Another proposal involves requiring multiple parties to authorize potentially risky AI training tasks before they can be deployed extensively. This concept mirrors the permissive action links utilized for nuclear weapons, designed to prevent unauthorized launches. In the context of AI, this mechanism would mandate authorization before training models above a certain threshold in the cloud.
While potent, the researchers acknowledge that this approach could hinder the development of beneficial AI applications. Unlike nuclear weapons, where the outcomes are relatively clear-cut, AI applications often present more nuanced ethical considerations.
For those averse to such dystopian scenarios, the paper dedicates a section to reallocating AI resources for societal advancement. The premise is that policymakers could collaborate to make AI compute resources more accessible to groups unlikely to employ them for nefarious purposes, a concept termed “allocation.”
Challenges with AI Regulation
Why the need for such elaborate measures? The authors of the paper argue that physical hardware is inherently more manageable.

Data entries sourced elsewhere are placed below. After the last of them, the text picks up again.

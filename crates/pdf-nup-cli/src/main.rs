mod logger;

use anyhow::{Context, Result};
use clap::{Args, Parser, Subcommand, ValueEnum};
use pdf_nup::{Layout, NupOptions, Orientation, PaperSize, Spacing};
use std::path::{Path, PathBuf};

#[derive(Parser)]
#[command(name = "pdfnup", about = "Place 2 or 4 PDF pages on each sheet", version)]
struct Cli {
    /// Increase log output (-v debug, -vv trace)
    #[arg(short, long, global = true, action = clap::ArgAction::Count)]
    verbose: u8,

    #[command(subcommand)]
    command: Commands,
}

#[derive(Subcommand)]
enum Commands {
    /// Compose an N-up PDF
    Compose {
        /// Input PDF file
        #[arg(short, long)]
        input: PathBuf,

        /// Output PDF file (defaults to <name>-<layout>-<orientation>.pdf next to the input)
        #[arg(short, long)]
        output: Option<PathBuf>,

        #[command(flatten)]
        layout: LayoutArgs,

        /// Save the effective options as JSON
        #[arg(long)]
        save_config: Option<PathBuf>,

        /// Show statistics only, don't generate PDF
        #[arg(long)]
        stats_only: bool,
    },

    /// Show how many sheets a composition would produce
    Stats {
        /// Input PDF file
        #[arg(short, long)]
        input: PathBuf,

        #[command(flatten)]
        layout: LayoutArgs,
    },

    /// Render the first sheets of the composition to PNG files
    Preview {
        /// Input PDF file
        #[arg(short, long)]
        input: PathBuf,

        /// Directory receiving sheet-N.png files
        #[arg(long)]
        out_dir: PathBuf,

        /// Directory containing the pdfium library
        #[arg(long)]
        pdfium_dir: Option<PathBuf>,

        #[command(flatten)]
        layout: LayoutArgs,
    },
}

/// Composition options; explicit flags override a loaded config file
#[derive(Args)]
struct LayoutArgs {
    /// Pages per sheet
    #[arg(long, value_enum)]
    layout: Option<LayoutArg>,

    /// Margin and gap size
    #[arg(long, value_enum)]
    spacing: Option<SpacingArg>,

    /// Output orientation
    #[arg(long, value_enum)]
    orientation: Option<OrientationArg>,

    /// Output paper size
    #[arg(long, value_enum)]
    paper: Option<PaperArg>,

    /// Load options from a JSON file
    #[arg(long)]
    config: Option<PathBuf>,
}

#[derive(Clone, Copy, ValueEnum)]
enum LayoutArg {
    #[value(name = "2-up")]
    TwoUp,
    #[value(name = "4-up")]
    FourUp,
}

#[derive(Clone, Copy, ValueEnum)]
enum SpacingArg {
    Snug,
    Regular,
    Spacious,
}

#[derive(Clone, Copy, ValueEnum)]
enum OrientationArg {
    Landscape,
    Portrait,
}

#[derive(Clone, Copy, ValueEnum)]
enum PaperArg {
    A3,
    A4,
    A5,
    Letter,
    Legal,
    Tabloid,
}

impl From<LayoutArg> for Layout {
    fn from(arg: LayoutArg) -> Self {
        match arg {
            LayoutArg::TwoUp => Self::TwoUp,
            LayoutArg::FourUp => Self::FourUp,
        }
    }
}

impl From<SpacingArg> for Spacing {
    fn from(arg: SpacingArg) -> Self {
        match arg {
            SpacingArg::Snug => Self::Snug,
            SpacingArg::Regular => Self::Regular,
            SpacingArg::Spacious => Self::Spacious,
        }
    }
}

impl From<OrientationArg> for Orientation {
    fn from(arg: OrientationArg) -> Self {
        match arg {
            OrientationArg::Landscape => Self::Landscape,
            OrientationArg::Portrait => Self::Portrait,
        }
    }
}

impl From<PaperArg> for PaperSize {
    fn from(arg: PaperArg) -> Self {
        match arg {
            PaperArg::A3 => Self::A3,
            PaperArg::A4 => Self::A4,
            PaperArg::A5 => Self::A5,
            PaperArg::Letter => Self::Letter,
            PaperArg::Legal => Self::Legal,
            PaperArg::Tabloid => Self::Tabloid,
        }
    }
}

impl LayoutArgs {
    async fn resolve(&self) -> Result<NupOptions> {
        let mut options = match &self.config {
            Some(path) => NupOptions::load(path)
                .await
                .with_context(|| format!("Failed to load config {}", path.display()))?,
            None => NupOptions::default(),
        };

        if let Some(layout) = self.layout {
            options.layout = layout.into();
        }
        if let Some(spacing) = self.spacing {
            options.spacing = spacing.into();
        }
        if let Some(orientation) = self.orientation {
            options.orientation = orientation.into();
        }
        if let Some(paper) = self.paper {
            options.paper_size = paper.into();
        }

        options.validate()?;
        Ok(options)
    }
}

async fn read_input(path: &Path) -> Result<pdf_nup::WorkingDocument> {
    pdf_nup::compose::read_working_document(path)
        .await
        .map_err(|e| anyhow::anyhow!("{} ({})", e.user_message(), e))
        .with_context(|| format!("Failed to read {}", path.display()))
}

fn print_statistics(document: &pdf_nup::WorkingDocument, options: &NupOptions) {
    let stats = pdf_nup::calculate_statistics(document.page_count, options.layout);
    println!("N-up Statistics:");
    println!("  Source pages: {}", stats.source_pages);
    println!("  Pages per sheet: {}", stats.pages_per_sheet);
    println!("  Output sheets: {}", stats.output_sheets);
    println!("  Empty slots: {}", stats.empty_slots);
}

#[tokio::main]
async fn main() -> Result<()> {
    let cli = Cli::parse();
    logger::CliLogger::from_verbosity(cli.verbose).init()?;

    match cli.command {
        Commands::Compose {
            input,
            output,
            layout,
            save_config,
            stats_only,
        } => {
            let options = layout.resolve().await?;
            if let Some(path) = &save_config {
                options.save(path).await?;
                log::info!("Saved options to {}", path.display());
            }

            let document = read_input(&input).await?;
            print_statistics(&document, &options);

            if stats_only {
                return Ok(());
            }

            let output = output.unwrap_or_else(|| {
                input.with_file_name(options.output_file_name(&document.file_name))
            });

            let composed = pdf_nup::compose(document.bytes.to_vec(), &options)
                .await
                .map_err(|e| anyhow::anyhow!("{} ({})", e.user_message(), e))?;
            pdf_nup::save_pdf(&composed, &output).await?;
            println!("Composed → {}", output.display());
        }

        Commands::Stats { input, layout } => {
            let options = layout.resolve().await?;
            let document = read_input(&input).await?;
            print_statistics(&document, &options);
        }

        Commands::Preview {
            input,
            out_dir,
            pdfium_dir,
            layout,
        } => {
            let options = layout.resolve().await?;
            let document = read_input(&input).await?;
            preview(&document, options, out_dir, pdfium_dir).await?;
        }
    }

    Ok(())
}

#[cfg(feature = "pdf-viewer")]
async fn preview(
    document: &pdf_nup::WorkingDocument,
    options: NupOptions,
    out_dir: PathBuf,
    pdfium_dir: Option<PathBuf>,
) -> Result<()> {
    use pdf_nup_runtime::{
        PdfiumConfig, PdfiumRasterizer, PreviewController, PreviewPage, PreviewState,
    };

    let config = PdfiumConfig {
        library_dir: pdfium_dir,
    };
    let (controller, _updates) = PreviewController::<PdfiumRasterizer>::new(config);
    controller.request(document, options).await?;

    let result = match controller.state() {
        PreviewState::Ready(result) => result,
        PreviewState::Failed(failure) => anyhow::bail!(failure.message()),
        other => anyhow::bail!("Preview did not finish: {:?}", other),
    };

    tokio::fs::create_dir_all(&out_dir).await?;
    for page in &result.pages {
        match page {
            PreviewPage::Rendered { index, image } => {
                let path = out_dir.join(format!("sheet-{}.png", index + 1));
                let buffer =
                    image::RgbaImage::from_raw(image.width, image.height, image.rgba.clone())
                        .context("Rendered image has unexpected size")?;
                buffer.save(&path)?;
                println!("Sheet {} → {}", index + 1, path.display());
            }
            PreviewPage::Failed { index, message } => {
                println!("Sheet {} failed: {}", index + 1, message);
            }
        }
    }
    println!(
        "Previewed {} of {} sheet(s)",
        result.pages.len(),
        result.total_sheets
    );

    Ok(())
}

#[cfg(not(feature = "pdf-viewer"))]
async fn preview(
    _document: &pdf_nup::WorkingDocument,
    _options: NupOptions,
    _out_dir: PathBuf,
    _pdfium_dir: Option<PathBuf>,
) -> Result<()> {
    anyhow::bail!("pdfnup was built without the pdf-viewer feature")
}
//! Embedding source pages as Form XObjects
//!
//! Each source page becomes a Form XObject in the output document, which is
//! then drawn onto an output sheet with a transformation matrix.

use crate::constants::DEFAULT_PAGE_DIMENSIONS;
use crate::types::Result;
use lopdf::{Dictionary, Document, Object, ObjectId, Stream};
use std::collections::HashMap;

/// Page tree depth after which inheritance lookups give up (guards against cycles)
const MAX_INHERITANCE_DEPTH: usize = 32;

/// A page's MediaBox: origin plus size, in points
#[derive(Debug, Clone, Copy, PartialEq)]
pub struct PageBox {
    pub x: f32,
    pub y: f32,
    pub width: f32,
    pub height: f32,
}

impl PageBox {
    pub fn size(&self) -> (f32, f32) {
        (self.width, self.height)
    }

    fn to_array(self) -> Vec<Object> {
        vec![
            Object::Real(self.x),
            Object::Real(self.y),
            Object::Real(self.x + self.width),
            Object::Real(self.y + self.height),
        ]
    }
}

impl Default for PageBox {
    fn default() -> Self {
        Self {
            x: 0.0,
            y: 0.0,
            width: DEFAULT_PAGE_DIMENSIONS.0,
            height: DEFAULT_PAGE_DIMENSIONS.1,
        }
    }
}

// =============================================================================
// XObject Creation
// =============================================================================

/// Create an XObject from a source page.
///
/// Resources are deep-copied through `cache`, so fonts and images shared
/// between source pages are copied into the output only once.
///
/// # Arguments
/// * `output` - The output document to add the XObject to
/// * `source` - The source document containing the page
/// * `page_id` - The object ID of the source page
/// * `page_box` - The page's resolved MediaBox, used as the form's BBox
/// * `cache` - Source-to-output object ID map shared across the whole run
pub fn create_page_xobject(
    output: &mut Document,
    source: &Document,
    page_id: ObjectId,
    page_box: &PageBox,
    cache: &mut HashMap<ObjectId, ObjectId>,
) -> Result<ObjectId> {
    let page_dict = source.get_dictionary(page_id)?;
    let content = get_page_content(source, page_dict)?;

    let mut xobject_dict = Dictionary::new();
    xobject_dict.set("Type", Object::Name(b"XObject".to_vec()));
    xobject_dict.set("Subtype", Object::Name(b"Form".to_vec()));
    xobject_dict.set("BBox", Object::Array(page_box.to_array()));
    xobject_dict.set("FormType", Object::Integer(1));

    // Content we could not decode keeps its original encoding
    if let Some(encoding) = &content.encoding {
        xobject_dict.set("Filter", copy_object_deep(output, source, &encoding.filter, cache)?);
        if let Some(params) = &encoding.params {
            xobject_dict.set("DecodeParms", copy_object_deep(output, source, params, cache)?);
        }
    }

    if let Some(resources) = inherited_attribute(source, page_id, b"Resources") {
        xobject_dict.set(
            "Resources",
            copy_object_deep(output, source, resources, cache)?,
        );
    }

    let stream = Stream::new(xobject_dict, content.data).with_compression(content.encoding.is_none());
    Ok(output.add_object(stream))
}

// =============================================================================
// Page Content Extraction
// =============================================================================

/// Filter entries of a content stream that is passed through still encoded
struct ContentEncoding {
    filter: Object,
    params: Option<Object>,
}

/// Page content ready to become a form's stream
#[derive(Default)]
struct PageContent {
    data: Vec<u8>,
    encoding: Option<ContentEncoding>,
}

/// Get the content stream data from a page.
///
/// A single stream that lopdf cannot decode is carried over encoded, along
/// with its filters. Concatenating several streams needs every one decoded.
fn get_page_content(doc: &Document, page_dict: &Dictionary) -> Result<PageContent> {
    let contents = match page_dict.get(b"Contents") {
        Ok(c) => c,
        Err(_) => return Ok(PageContent::default()), // No content = blank page
    };

    match contents {
        Object::Reference(id) => match doc.get_object(*id)? {
            // An indirect array of stream references
            Object::Array(arr) => get_concatenated_content_streams(doc, arr),
            Object::Stream(stream) => Ok(single_stream_content(stream)),
            _ => Ok(PageContent::default()),
        },
        Object::Array(arr) => get_concatenated_content_streams(doc, arr),
        _ => Ok(PageContent::default()),
    }
}

fn single_stream_content(stream: &Stream) -> PageContent {
    match decode_stream(stream) {
        Ok(data) => PageContent {
            data,
            encoding: None,
        },
        Err(e) => {
            log::warn!("Keeping undecodable content stream encoded: {}", e);
            PageContent {
                data: stream.content.clone(),
                encoding: stream.dict.get(b"Filter").ok().map(|filter| ContentEncoding {
                    filter: filter.clone(),
                    params: stream.dict.get(b"DecodeParms").ok().cloned(),
                }),
            }
        }
    }
}

/// Concatenate multiple content streams
fn get_concatenated_content_streams(doc: &Document, refs: &[Object]) -> Result<PageContent> {
    let mut data = Vec::new();

    for obj in refs {
        if let Object::Reference(id) = obj {
            if let Ok(stream) = doc.get_object(*id)?.as_stream() {
                data.extend_from_slice(&decode_stream(stream)?);
                data.push(b'\n');
            }
        }
    }

    Ok(PageContent {
        data,
        encoding: None,
    })
}

/// Stream content with all filters removed; unfiltered streams pass through
fn decode_stream(stream: &Stream) -> lopdf::Result<Vec<u8>> {
    if stream.dict.has(b"Filter") {
        stream.decompressed_content()
    } else {
        Ok(stream.content.clone())
    }
}

// =============================================================================
// Deep Copy
// =============================================================================

/// Deep copy an object from source to output document, following references.
///
/// Uses a cache to avoid copying the same object multiple times.
pub fn copy_object_deep(
    output: &mut Document,
    source: &Document,
    obj: &Object,
    cache: &mut HashMap<ObjectId, ObjectId>,
) -> Result<Object> {
    match obj {
        Object::Reference(id) => {
            if let Some(&new_id) = cache.get(id) {
                return Ok(Object::Reference(new_id));
            }

            // Reserve the target ID before recursing so reference cycles
            // (e.g. annotation /P back-links) terminate
            let new_id = output.new_object_id();
            cache.insert(*id, new_id);

            let referenced = source.get_object(*id)?;
            let copied = copy_object_deep(output, source, referenced, cache)?;
            output.objects.insert(new_id, copied);

            Ok(Object::Reference(new_id))
        }
        Object::Dictionary(dict) => Ok(Object::Dictionary(copy_dictionary(
            output, source, dict, cache,
        )?)),
        Object::Array(arr) => {
            let new_arr: Result<Vec<_>> = arr
                .iter()
                .map(|item| copy_object_deep(output, source, item, cache))
                .collect();
            Ok(Object::Array(new_arr?))
        }
        Object::Stream(stream) => Ok(Object::Stream(Stream {
            dict: copy_dictionary(output, source, &stream.dict, cache)?,
            content: stream.content.clone(),
            allows_compression: stream.allows_compression,
            start_position: None,
        })),
        // Primitive types: just clone
        _ => Ok(obj.clone()),
    }
}

fn copy_dictionary(
    output: &mut Document,
    source: &Document,
    dict: &Dictionary,
    cache: &mut HashMap<ObjectId, ObjectId>,
) -> Result<Dictionary> {
    let mut new_dict = Dictionary::new();
    for (key, value) in dict.iter() {
        // Parent links would drag the whole source page tree along
        if key.as_slice() == b"Parent" {
            continue;
        }
        new_dict.set(key.clone(), copy_object_deep(output, source, value, cache)?);
    }
    Ok(new_dict)
}

// =============================================================================
// Page Geometry
// =============================================================================

/// Resolve a source page's MediaBox, following page tree inheritance.
///
/// Pages with no MediaBox anywhere in their ancestry get US Letter. The box
/// is not normalized: an inverted or empty box yields a non-positive size,
/// which planning rejects.
pub fn page_box(doc: &Document, page_id: ObjectId) -> Result<PageBox> {
    // Surface a missing page object as an error rather than a default box
    doc.get_dictionary(page_id)?;

    let Some(media_box) = inherited_attribute(doc, page_id, b"MediaBox") else {
        return Ok(PageBox::default());
    };

    let values: Option<Vec<f32>> = resolve(doc, media_box)
        .as_array()
        .ok()
        .map(|arr| arr.iter().filter_map(|o| extract_number(resolve(doc, o))).collect());

    match values.as_deref() {
        Some([x0, y0, x1, y1]) => Ok(PageBox {
            x: *x0,
            y: *y0,
            width: x1 - x0,
            height: y1 - y0,
        }),
        _ => {
            log::warn!("Page {:?} has a malformed MediaBox, assuming Letter", page_id);
            Ok(PageBox::default())
        }
    }
}

/// Get source page dimensions (width, height) in points
pub fn get_page_dimensions(doc: &Document, page_id: ObjectId) -> Result<(f32, f32)> {
    Ok(page_box(doc, page_id)?.size())
}

/// Look up a page attribute, walking up `/Parent` links for inheritable keys
fn inherited_attribute<'a>(doc: &'a Document, page_id: ObjectId, key: &[u8]) -> Option<&'a Object> {
    let mut node = doc.get_dictionary(page_id).ok()?;

    for _ in 0..MAX_INHERITANCE_DEPTH {
        if let Ok(value) = node.get(key) {
            return Some(value);
        }
        let parent_id = node.get(b"Parent").and_then(Object::as_reference).ok()?;
        node = doc.get_dictionary(parent_id).ok()?;
    }

    None
}

/// Follow a single level of indirection
fn resolve<'a>(doc: &'a Document, obj: &'a Object) -> &'a Object {
    match obj {
        Object::Reference(id) => doc.get_object(*id).unwrap_or(obj),
        _ => obj,
    }
}

/// Extract numeric value from a PDF object
fn extract_number(obj: &Object) -> Option<f32> {
    match obj {
        Object::Integer(i) => Some(*i as f32),
        Object::Real(r) => Some(*r),
        _ => None,
    }
}
use pdf_nup::NupError;
use std::sync::Arc;
use std::sync::atomic::{AtomicBool, Ordering};

/// Cooperative cancellation shared between a controller and one generation
#[derive(Debug, Clone, Default)]
pub struct CancelFlag(Arc<AtomicBool>);

impl CancelFlag {
    pub fn new() -> Self {
        Self::default()
    }

    pub fn cancel(&self) {
        self.0.store(true, Ordering::SeqCst);
    }

    pub fn is_cancelled(&self) -> bool {
        self.0.load(Ordering::SeqCst)
    }

    /// Bail out with [`NupError::Cancelled`] once the flag is set
    pub fn checkpoint(&self) -> Result<(), NupError> {
        if self.is_cancelled() {
            Err(NupError::Cancelled)
        } else {
            Ok(())
        }
    }
}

In contrast to hardware, “other inputs and outputs of AI development – data, algorithms, and trained models – are easily shareable, non-rivalrous intangible goods, making them inherently difficult to control,” as stated in the paper.
The concern is that once a model is released, whether openly or leaked, it becomes challenging to contain its proliferation across the internet.
Additionally, efforts to prevent model misuse have proven unreliable. For instance, researchers easily circumvented safeguards in Meta’s Llama 2 model intended to prevent the generation of offensive content.
At an extreme, there are fears that a highly advanced dual-use model could expedite the development of chemical or biological weapons.
The paper acknowledges that AI hardware regulation is not a panacea and does not negate the necessity for regulation in other facets of the industry.
However, the involvement of several OpenAI researchers is noteworthy, particularly in light of CEO Sam Altman’s endeavors to steer the conversation around AI regulation.